- Work instructions
Reproduce the entire listing word for word.

- Data under study
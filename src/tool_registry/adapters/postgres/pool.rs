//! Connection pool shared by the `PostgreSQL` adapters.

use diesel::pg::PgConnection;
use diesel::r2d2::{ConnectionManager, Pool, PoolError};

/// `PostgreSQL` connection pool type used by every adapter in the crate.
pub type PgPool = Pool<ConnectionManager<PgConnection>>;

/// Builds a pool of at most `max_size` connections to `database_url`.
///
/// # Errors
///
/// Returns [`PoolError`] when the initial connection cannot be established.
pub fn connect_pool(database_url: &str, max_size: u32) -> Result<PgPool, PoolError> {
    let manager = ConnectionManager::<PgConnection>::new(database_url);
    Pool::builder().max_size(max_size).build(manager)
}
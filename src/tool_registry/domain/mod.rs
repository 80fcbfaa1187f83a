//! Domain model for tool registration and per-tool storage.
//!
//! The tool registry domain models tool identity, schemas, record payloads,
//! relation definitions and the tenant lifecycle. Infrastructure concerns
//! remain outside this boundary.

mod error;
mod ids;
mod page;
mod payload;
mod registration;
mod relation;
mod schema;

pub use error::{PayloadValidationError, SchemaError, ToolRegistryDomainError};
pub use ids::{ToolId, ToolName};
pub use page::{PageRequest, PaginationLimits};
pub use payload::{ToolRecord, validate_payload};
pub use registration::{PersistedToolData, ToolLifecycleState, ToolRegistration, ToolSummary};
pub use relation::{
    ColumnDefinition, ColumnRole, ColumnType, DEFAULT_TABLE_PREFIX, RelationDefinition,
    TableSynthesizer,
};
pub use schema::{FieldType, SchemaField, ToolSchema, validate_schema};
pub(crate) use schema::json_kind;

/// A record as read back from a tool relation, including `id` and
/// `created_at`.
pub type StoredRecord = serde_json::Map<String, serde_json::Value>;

- Response below
filename src/tool_registry/adapters/postgres/pool.rs
//! Connection pool shared by the `PostgreSQL` adapters.

use diesel::pg::PgConnection;
use diesel::r2d2::{ConnectionManager, Pool, PoolError};

/// `PostgreSQL` connection pool type used by every adapter in the crate.
pub type PgPool = Pool<ConnectionManager<PgConnection>>;

/// Builds a pool of at most `max_size` connections to `database_url`.
///
/// # Errors
///
/// Returns [`PoolError`] when the initial connection cannot be established.
pub fn connect_pool(database_url: &str, max_size: u32) -> Result<PgPool, PoolError> {
    let manager = ConnectionManager::<PgConnection>::new(database_url);
    Pool::builder().max_size(max_size).build(manager)
}
filename src/tool_registry/domain/mod.rs
repository 80fcbfaa1187f83a
//! Domain model for tool registration and per-tool storage.
//!
//! The tool registry domain models tool identity, schemas, record payloads,
//! relation definitions and the tenant lifecycle. Infrastructure concerns
//! remain outside this boundary.

mod error;
mod ids;
mod page;
mod payload;
mod registration;
mod relation;
mod schema;

pub use error::{PayloadValidationError, SchemaError, ToolRegistryDomainError};
pub use ids::{ToolId, ToolName};
pub use page::{PageRequest, PaginationLimits};
pub use payload::{ToolRecord, validate_payload};
pub use registration::{PersistedToolData, ToolLifecycleState, ToolRegistration, ToolSummary};
pub use relation::{
    ColumnDefinition, ColumnRole, ColumnType, DEFAULT_TABLE_PREFIX, RelationDefinition,
    TableSynthesizer,
};
pub use schema::{FieldType, SchemaField, ToolSchema, validate_schema};
pub(crate) use schema::json_kind;

/// A record as read back from a tool relation, including `id` and
/// `created_at`.
pub type StoredRecord = serde_json::Map<String, serde_json::Value>;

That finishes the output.